I have scleroderma raynauds osteoporosis and feel really ill.GPs don't understand how I feel think I am putting it on. Does anyone with illness feel like this
Feeling depressed scleroderma - Scleroderma & Ray...
Feeling depressed scleroderma
Hi I mentioned so many times Gp just west off time this is not common disease to they’re treat you just Nhs specialist doctors Even they just waiting to your condition goes serious like I’m suffering from last 15 years I keep going to seen by specialist as I have lots of problems sparely I have kidney damages also hard also kidney also lungs problems which is gate breathless since long time i can’t walk I’m suffering I contact Gp because since more than 3 weeks I’m on bed weary bad to take my breath as I contact Gp they start proses from antibiotics 5 days since have Diarrhea send stool blood I was contact Gp since last 3 weeks for to help me out for my breathless which is gone so bad which I’m using wheelchair Even I want on last time emergency in hospital to check in emergency they keep me on 4 to 5 hours on my wheelchair and you know I’m scleroderma with kidney all others illness which they don’t know my pain so I asked to please can I get bed or anything to I can make my body relax to...! But they just keep telling dr well see you we can’t give any facility on emergency!!! So it’s to hard when people in Madical condition and they gate all kinds of problems just yesterday Gp ring said Heart problem Gp send report to hospital and I hope 🤞 hospital doctors take care of me! Thanks for reading my history sorry if you did not put this comment I could not put this history...! Thanks.

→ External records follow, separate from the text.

use std::path::PathBuf;

use thiserror::Error;

/// Application-level constants
pub const APP_NAME: &str = "Yoyaku";
pub const APP_VERSION: &str = env!("CARGO_PKG_VERSION");

/// SQLite file name inside the data directory
pub const DATABASE_FILE: &str = "yoyaku.db";

/// Overrides the data directory (tests, portable installs)
pub const DATA_DIR_ENV: &str = "YOYAKU_DATA_DIR";

/// Overrides the license derivation secret
pub const LICENSE_SECRET_ENV: &str = "YOYAKU_LICENSE_SECRET";

/// Secret used when no override is configured. Keys minted by the
/// license generator must be derived from the same value.
pub const DEFAULT_LICENSE_SECRET: &str = "yoyaku_secret_2024";

#[derive(Error, Debug)]
pub enum ConfigError {
    #[error("Cannot determine home directory")]
    NoHomeDirectory,

    #[error("License secret must not be empty")]
    EmptySecret,
}

/// Default tracing filter when `RUST_LOG` is not set
pub fn default_log_filter() -> &'static str {
    "yoyaku=info,yoyaku_lib=info,warn"
}

/// Get the application data directory
/// ~/.yoyaku/ unless `YOYAKU_DATA_DIR` is set
pub fn app_data_dir() -> Result<PathBuf, ConfigError> {
    if let Some(dir) = std::env::var_os(DATA_DIR_ENV) {
        return Ok(PathBuf::from(dir));
    }
    let home = dirs::home_dir().ok_or(ConfigError::NoHomeDirectory)?;
    Ok(home.join(".yoyaku"))
}

/// Runtime configuration threaded through `CoreState`.
#[derive(Debug, Clone)]
pub struct AppConfig {
    pub data_dir: PathBuf,
    pub license_secret: String,
    /// Insert demo patients and today's appointments into an empty ledger.
    pub seed_demo_data: bool,
}

impl AppConfig {
    pub fn new(data_dir: PathBuf, license_secret: impl Into<String>) -> Result<Self, ConfigError> {
        let license_secret = license_secret.into();
        if license_secret.trim().is_empty() {
            return Err(ConfigError::EmptySecret);
        }
        Ok(Self {
            data_dir,
            license_secret,
            seed_demo_data: false,
        })
    }

    /// Build from the environment, falling back to defaults.
    pub fn from_env() -> Result<Self, ConfigError> {
        let secret = std::env::var(LICENSE_SECRET_ENV)
            .unwrap_or_else(|_| DEFAULT_LICENSE_SECRET.to_string());
        let mut config = Self::new(app_data_dir()?, secret)?;
        config.seed_demo_data = true;
        Ok(config)
    }

    pub fn with_seed_demo_data(mut self, seed: bool) -> Self {
        self.seed_demo_data = seed;
        self
    }

    /// Full path of the SQLite database
    pub fn database_path(&self) -> PathBuf {
        self.data_dir.join(DATABASE_FILE)
    }
}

I go easy on my GP as they’re not trained to cope with rare rheumatological conditions - I only go to them if I need some assistance reaching my rheumatologist- but to be honest, I have his secretary’s email and number. I know it seems natural to go to the GP first and it feels unsettling that they’re not able to help, but once I understood that they were powerless to help, it was easier to find who could. I hope this helps and I’m sorry you’re feeling so bad
Hi Bear, wow! How did you manage to get Rheumy contact? It would really help us all not to badger them but to know there’s someone who actually knows and cares.
Hi Selsey, all across the different groups you will find that we’ve been there and done that when it comes to GP. What I find amazing is BBC1 can locate these so called specialist GP who speaks so reassuringly knowledgable about our illnesses but where are they based? What’s contact details? Nothing disclosed.

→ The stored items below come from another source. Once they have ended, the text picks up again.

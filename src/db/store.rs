//! Storage ports consumed by the agenda and license engines, and the
//! SQLite-backed implementation that owns the single connection.
//!
//! The connection is threaded explicitly through `SqliteStore`; there is no
//! process-wide handle. Write serialization is delegated to the mutex and
//! SQLite itself.

use std::path::Path;
use std::sync::{Arc, Mutex, MutexGuard};

use chrono::{Months, NaiveDate};
use rusqlite::Connection;
use uuid::Uuid;

use super::{repository, sqlite, DatabaseError};
use crate::clock::{SystemTimeSource, TimeSource};
use crate::models::*;

/// Appointment persistence as seen by the agenda engine.
pub trait AppointmentStore: Send + Sync {
    fn list_appointments_by_date(&self, date: NaiveDate) -> Result<Vec<Appointment>, DatabaseError>;

    fn list_appointments_by_patient(&self, patient_id: &Uuid) -> Result<Vec<Appointment>, DatabaseError>;

    fn get_appointment(&self, id: &Uuid) -> Result<Option<Appointment>, DatabaseError>;

    fn create_appointment(&self, new: &NewAppointment) -> Result<Uuid, DatabaseError>;

    fn update_appointment(&self, appt: &Appointment) -> Result<(), DatabaseError>;

    fn delete_appointment(&self, id: &Uuid) -> Result<(), DatabaseError>;

    /// Returns false when no appointment has that id.
    fn set_appointment_state(&self, id: &Uuid, state: AppointmentState) -> Result<bool, DatabaseError>;

    /// At least one no-show within the trailing `window_months` calendar months.
    fn has_recent_no_show(&self, patient_id: &Uuid, window_months: u32) -> Result<bool, DatabaseError>;

    fn record_no_show(
        &self,
        patient_id: &Uuid,
        appointment_id: &Uuid,
        date: NaiveDate,
    ) -> Result<(), DatabaseError>;
}

/// Singleton license persistence.
pub trait LicenseStore: Send + Sync {
    fn get_license(&self) -> Result<Option<LicenseRecord>, DatabaseError>;

    fn save_license(&self, license: &LicenseRecord) -> Result<(), DatabaseError>;
}

/// SQLite-backed store for every entity in the ledger.
pub struct SqliteStore {
    conn: Mutex<Connection>,
    clock: Arc<dyn TimeSource>,
}

impl SqliteStore {
    pub fn new(conn: Connection) -> Self {
        Self::with_time_source(conn, Arc::new(SystemTimeSource))
    }

    /// The clock decides "today" for the no-show window.
    pub fn with_time_source(conn: Connection, clock: Arc<dyn TimeSource>) -> Self {
        Self {
            conn: Mutex::new(conn),
            clock,
        }
    }

    pub fn open(path: &Path) -> Result<Self, DatabaseError> {
        Ok(Self::new(sqlite::open_database(path)?))
    }

    pub fn open_in_memory() -> Result<Self, DatabaseError> {
        Ok(Self::new(sqlite::open_memory_database()?))
    }

    fn conn(&self) -> Result<MutexGuard<'_, Connection>, DatabaseError> {
        self.conn.lock().map_err(|_| DatabaseError::LockPoisoned)
    }

    // ── Patients ────────────────────────────────────────────

    pub fn create_patient(&self, new: &NewPatient) -> Result<Patient, DatabaseError> {
        repository::insert_patient(&*self.conn()?, new)
    }

    pub fn get_patient(&self, id: &Uuid) -> Result<Option<Patient>, DatabaseError> {
        repository::get_patient(&*self.conn()?, id)
    }

    pub fn update_patient(&self, patient: &Patient) -> Result<(), DatabaseError> {
        repository::update_patient(&*self.conn()?, patient)
    }

    pub fn delete_patient(&self, id: &Uuid) -> Result<(), DatabaseError> {
        repository::delete_patient(&*self.conn()?, id)
    }

    pub fn list_patients(&self) -> Result<Vec<Patient>, DatabaseError> {
        repository::list_patients(&*self.conn()?)
    }

    pub fn search_patients(&self, term: &str) -> Result<Vec<Patient>, DatabaseError> {
        repository::search_patients(&*self.conn()?, term)
    }

    pub fn list_no_shows(&self, patient_id: &Uuid) -> Result<Vec<NoShowRecord>, DatabaseError> {
        repository::list_no_shows_for_patient(&*self.conn()?, patient_id)
    }

    // ── Clinic settings ─────────────────────────────────────

    pub fn get_clinic_settings(&self) -> Result<ClinicSettings, DatabaseError> {
        repository::get_clinic_settings(&*self.conn()?)
    }

    pub fn save_clinic_settings(&self, settings: &ClinicSettings) -> Result<(), DatabaseError> {
        repository::save_clinic_settings(&*self.conn()?, settings)
    }
}

impl AppointmentStore for SqliteStore {
    fn list_appointments_by_date(&self, date: NaiveDate) -> Result<Vec<Appointment>, DatabaseError> {
        repository::list_appointments_by_date(&*self.conn()?, &date)
    }

    fn list_appointments_by_patient(&self, patient_id: &Uuid) -> Result<Vec<Appointment>, DatabaseError> {
        repository::list_appointments_by_patient(&*self.conn()?, patient_id)
    }

    fn get_appointment(&self, id: &Uuid) -> Result<Option<Appointment>, DatabaseError> {
        repository::get_appointment(&*self.conn()?, id)
    }

    fn create_appointment(&self, new: &NewAppointment) -> Result<Uuid, DatabaseError> {
        repository::insert_appointment(&*self.conn()?, new)
    }

    fn update_appointment(&self, appt: &Appointment) -> Result<(), DatabaseError> {
        repository::update_appointment(&*self.conn()?, appt)
    }

    fn delete_appointment(&self, id: &Uuid) -> Result<(), DatabaseError> {
        repository::delete_appointment(&*self.conn()?, id)
    }

    fn set_appointment_state(&self, id: &Uuid, state: AppointmentState) -> Result<bool, DatabaseError> {
        repository::set_appointment_state(&*self.conn()?, id, state)
    }

    fn has_recent_no_show(&self, patient_id: &Uuid, window_months: u32) -> Result<bool, DatabaseError> {
        let today = self.clock.today();
        let since = today
            .checked_sub_months(Months::new(window_months))
            .unwrap_or(NaiveDate::MIN);
        repository::has_no_show_since(&*self.conn()?, patient_id, &since)
    }

    fn record_no_show(
        &self,
        patient_id: &Uuid,
        appointment_id: &Uuid,
        date: NaiveDate,
    ) -> Result<(), DatabaseError> {
        repository::insert_no_show(&*self.conn()?, patient_id, appointment_id, &date)?;
        Ok(())
    }
}

impl LicenseStore for SqliteStore {
    fn get_license(&self) -> Result<Option<LicenseRecord>, DatabaseError> {
        repository::get_license(&*self.conn()?)
    }

    fn save_license(&self, license: &LicenseRecord) -> Result<(), DatabaseError> {
        repository::save_license(&*self.conn()?, license)
    }
}
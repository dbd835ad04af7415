use chrono::{NaiveDate, NaiveDateTime, NaiveTime, Timelike};
use serde::{Deserialize, Serialize};
use uuid::Uuid;

use super::enums::AppointmentState;
use super::patient::Patient;

/// Wire and storage format for a time of day.
pub const TIME_FORMAT: &str = "%H:%M";

#[derive(Debug, Clone, PartialEq, Serialize, Deserialize)]
pub struct Appointment {
    pub id: Uuid,
    #[serde(rename = "pacienteId")]
    pub patient_id: Uuid,
    #[serde(rename = "paciente", default, skip_serializing_if = "Option::is_none")]
    pub patient: Option<Patient>,
    #[serde(rename = "fecha")]
    pub date: NaiveDate,
    #[serde(rename = "hora", with = "hhmm")]
    pub time: NaiveTime,
    #[serde(rename = "duracion")]
    pub duration_minutes: u32,
    #[serde(rename = "motivo")]
    pub reason: String,
    #[serde(rename = "estado")]
    pub state: AppointmentState,
    #[serde(rename = "notas", default, skip_serializing_if = "Option::is_none")]
    pub notes: Option<String>,
    /// Derived per query from no-show history, never stored.
    #[serde(rename = "riesgoNoShow", default)]
    pub no_show_risk: bool,
    #[serde(rename = "createdAt")]
    pub created_at: NaiveDateTime,
    #[serde(rename = "updatedAt")]
    pub updated_at: NaiveDateTime,
}

impl Appointment {
    pub fn minute_of_day(&self) -> i64 {
        minute_of_day(self.time)
    }
}

/// Fields supplied when booking an appointment.
#[derive(Debug, Clone, Serialize, Deserialize)]
pub struct NewAppointment {
    #[serde(rename = "pacienteId")]
    pub patient_id: Uuid,
    #[serde(rename = "fecha")]
    pub date: NaiveDate,
    #[serde(rename = "hora", with = "hhmm")]
    pub time: NaiveTime,
    #[serde(rename = "duracion")]
    pub duration_minutes: u32,
    #[serde(rename = "motivo")]
    pub reason: String,
    #[serde(rename = "estado", default = "default_state")]
    pub state: AppointmentState,
    #[serde(rename = "notas", default)]
    pub notes: Option<String>,
}

fn default_state() -> AppointmentState {
    AppointmentState::Pending
}

/// Minutes since midnight.
pub fn minute_of_day(time: NaiveTime) -> i64 {
    i64::from(time.hour()) * 60 + i64::from(time.minute())
}

/// Parse `HH:MM` (24-hour). A single-digit hour is accepted.
pub fn parse_time_of_day(s: &str) -> Result<NaiveTime, chrono::ParseError> {
    NaiveTime::parse_from_str(s.trim(), TIME_FORMAT)
}

pub fn format_time_of_day(time: NaiveTime) -> String {
    time.format(TIME_FORMAT).to_string()
}

mod hhmm {
    use chrono::NaiveTime;
    use serde::{de, Deserialize, Deserializer, Serializer};

    pub fn serialize<S: Serializer>(time: &NaiveTime, serializer: S) -> Result<S::Ok, S::Error> {
        serializer.serialize_str(&super::format_time_of_day(*time))
    }

    pub fn deserialize<'de, D: Deserializer<'de>>(deserializer: D) -> Result<NaiveTime, D::Error> {
        let s = String::deserialize(deserializer)?;
        super::parse_time_of_day(&s).map_err(de::Error::custom)
    }
}
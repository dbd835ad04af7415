use chrono::NaiveDateTime;
use rusqlite::{params, Connection, OptionalExtension, Row};
use uuid::Uuid;

use super::parse_uuid;
use crate::db::DatabaseError;
use crate::models::*;

/// Maximum rows returned by `search_patients`.
pub const PATIENT_SEARCH_LIMIT: usize = 20;

type PatientRow = (
    String,
    String,
    String,
    Option<String>,
    Option<String>,
    NaiveDateTime,
    NaiveDateTime,
);

/// Read the seven patient columns starting at `offset`.
pub(crate) fn read_patient_row(row: &Row<'_>, offset: usize) -> rusqlite::Result<PatientRow> {
    Ok((
        row.get(offset)?,
        row.get(offset + 1)?,
        row.get(offset + 2)?,
        row.get(offset + 3)?,
        row.get(offset + 4)?,
        row.get(offset + 5)?,
        row.get(offset + 6)?,
    ))
}

pub(crate) fn patient_from_row(raw: PatientRow) -> Result<Patient, DatabaseError> {
    let (id, name, phone, email, notes, created_at, updated_at) = raw;
    Ok(Patient {
        id: parse_uuid(&id)?,
        name,
        phone,
        email,
        notes,
        created_at,
        updated_at,
    })
}

/// Inserts a patient and returns the stored record (with timestamps).
pub fn insert_patient(conn: &Connection, new: &NewPatient) -> Result<Patient, DatabaseError> {
    let id = Uuid::new_v4();
    conn.execute(
        "INSERT INTO patients (id, name, phone, email, notes)
         VALUES (?1, ?2, ?3, ?4, ?5)",
        params![id.to_string(), new.name.trim(), new.phone.trim(), new.email, new.notes],
    )?;
    get_patient(conn, &id)?.ok_or_else(|| DatabaseError::not_found("Patient", id))
}

pub fn get_patient(conn: &Connection, id: &Uuid) -> Result<Option<Patient>, DatabaseError> {
    let raw = conn
        .query_row(
            "SELECT id, name, phone, email, notes, created_at, updated_at
             FROM patients WHERE id = ?1",
            params![id.to_string()],
            |row| read_patient_row(row, 0),
        )
        .optional()?;
    raw.map(patient_from_row).transpose()
}

pub fn patient_exists(conn: &Connection, id: &Uuid) -> Result<bool, DatabaseError> {
    let count: i64 = conn.query_row(
        "SELECT COUNT(*) FROM patients WHERE id = ?1",
        params![id.to_string()],
        |row| row.get(0),
    )?;
    Ok(count > 0)
}

pub fn update_patient(conn: &Connection, patient: &Patient) -> Result<(), DatabaseError> {
    let changed = conn.execute(
        "UPDATE patients
         SET name = ?1, phone = ?2, email = ?3, notes = ?4, updated_at = CURRENT_TIMESTAMP
         WHERE id = ?5",
        params![
            patient.name.trim(),
            patient.phone.trim(),
            patient.email,
            patient.notes,
            patient.id.to_string(),
        ],
    )?;
    if changed == 0 {
        return Err(DatabaseError::not_found("Patient", patient.id));
    }
    Ok(())
}

/// Deletes a patient. Appointments and no-show history cascade.
pub fn delete_patient(conn: &Connection, id: &Uuid) -> Result<(), DatabaseError> {
    let changed = conn.execute("DELETE FROM patients WHERE id = ?1", params![id.to_string()])?;
    if changed == 0 {
        return Err(DatabaseError::not_found("Patient", id));
    }
    Ok(())
}

/// All patients ordered by name.
pub fn list_patients(conn: &Connection) -> Result<Vec<Patient>, DatabaseError> {
    let mut stmt = conn.prepare(
        "SELECT id, name, phone, email, notes, created_at, updated_at
         FROM patients ORDER BY name COLLATE NOCASE",
    )?;
    let rows = stmt.query_map([], |row| read_patient_row(row, 0))?;

    let mut patients = Vec::new();
    for row in rows {
        patients.push(patient_from_row(row?)?);
    }
    Ok(patients)
}

/// Case-insensitive substring search over name or phone.
pub fn search_patients(conn: &Connection, term: &str) -> Result<Vec<Patient>, DatabaseError> {
    let pattern = format!("%{}%", escape_like(term.trim()));
    let mut stmt = conn.prepare(
        "SELECT id, name, phone, email, notes, created_at, updated_at
         FROM patients
         WHERE name LIKE ?1 ESCAPE '\\' OR phone LIKE ?1 ESCAPE '\\'
         ORDER BY name COLLATE NOCASE
         LIMIT ?2",
    )?;
    let rows = stmt.query_map(params![pattern, PATIENT_SEARCH_LIMIT as i64], |row| {
        read_patient_row(row, 0)
    })?;

    let mut patients = Vec::new();
    for row in rows {
        patients.push(patient_from_row(row?)?);
    }
    Ok(patients)
}

fn escape_like(term: &str) -> String {
    let mut escaped = String::with_capacity(term.len());
    for c in term.chars() {
        if matches!(c, '%' | '_' | '\\') {
            escaped.push('\\');
        }
        escaped.push(c);
    }
    escaped
}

Perhaps you could go the route The _Bear has taken and see if this helps!
Were each member asked to put just 2-line sentences in a journal about GP, the volume would be the biggest most heaviest book ever written 😒
I think it was on a letter and I just saved it there’s also a Rheymatology nurse’s helpline available from the hospital too - maybe call your hospitals switchboard and ask if they have one?
Good morning to you. I have no choice but to now. Hate hospitals and have been watching my health deteriorating. Can’t wait until December 😩😢
dam doctors they say its in our heads i have crest syndrome, lupus. go see an immune specialist now. dietician, get another opinion try probiotics and tumerick. ask your doctor to see a psychiatrist counseling helps also try meditation, art therapy, walking, swimming, acupuncture, mindefulness, hobby turn down the dial to pain. ask about support groups and get your family into it let them know what your going through. hope this helps. love julieanna.
Hi yes i certainly feel the same way,feeling depressed, anxious extremely bad bouts of tiredness,difficulty swallowing,hair loss at the sides, swollen muscles,muscle weakness,raynauds,my diagnosis is limited cutatious scleroderma, i also have osteoarthritis.
Yes depression is terrible I have a right problem with it. Never seem free from it. Plus find it is side affects from certain tablets as well as the illness. Like a double whammy. The GP's do not have a clue what this illness is like. I am lucky at the moment I feel. Reading other peoples problems with this.